The entries that follow include a run beginning at the line with "pub const DESCRIPTION: &str" and ending at the line with "pub const MIN_AGE: &str"; restate that run word for word and leave the rest out.

[Stored dataset items]

○ ○ ○ ○ ○

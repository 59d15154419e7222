//! Нормализованные (в нижнем регистре) имена колонок файла импорта услуг

pub const SERVICE_NAME: &str = "servicename";
pub const MEDICAL_NAME: &str = "medicalname";
pub const DESCRIPTION: &str = "description";
pub const PRICE: &str = "price";
pub const COVERAGE_PERCENT: &str = "coveragepercent";
pub const COVERAGE_STATUS: &str = "coveragestatus";
pub const MAX_COVERAGE: &str = "maxcoverage";
pub const MIN_AGE: &str = "minage";
pub const MAX_AGE: &str = "maxage";
pub const GENDER: &str = "gender";
pub const FREQUENCY_LIMIT: &str = "frequencylimit";
pub const FREQUENCY_PERIOD: &str = "frequencyperiod";
pub const REQUIRES_REFERRAL: &str = "requiresreferral";
pub const ACTIVE: &str = "active";
pub const IS_ACTIVE: &str = "isactive";
pub const CATEGORY: &str = "category";

/// Колонки, без которых файл отклоняется
pub const REQUIRED: [&str; 2] = [SERVICE_NAME, PRICE];

/// Полный набор колонок в порядке шаблона
pub const ALL: [&str; 15] = [
    SERVICE_NAME,
    MEDICAL_NAME,
    DESCRIPTION,
    PRICE,
    COVERAGE_PERCENT,
    COVERAGE_STATUS,
    MAX_COVERAGE,
    MIN_AGE,
    MAX_AGE,
    GENDER,
    FREQUENCY_LIMIT,
    FREQUENCY_PERIOD,
    REQUIRES_REFERRAL,
    ACTIVE,
    CATEGORY,
];

/// Известна ли импорту нормализованная колонка
pub fn is_known(header: &str) -> bool {
    header == IS_ACTIVE || ALL.contains(&header)
}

○ ○ ○ ○ ○

> Output
pub const DESCRIPTION: &str = "description";
pub const PRICE: &str = "price";
pub const COVERAGE_PERCENT: &str = "coveragepercent";
pub const COVERAGE_STATUS: &str = "coveragestatus";
pub const MAX_COVERAGE: &str = "maxcoverage";
pub const MIN_AGE: &str = "minage";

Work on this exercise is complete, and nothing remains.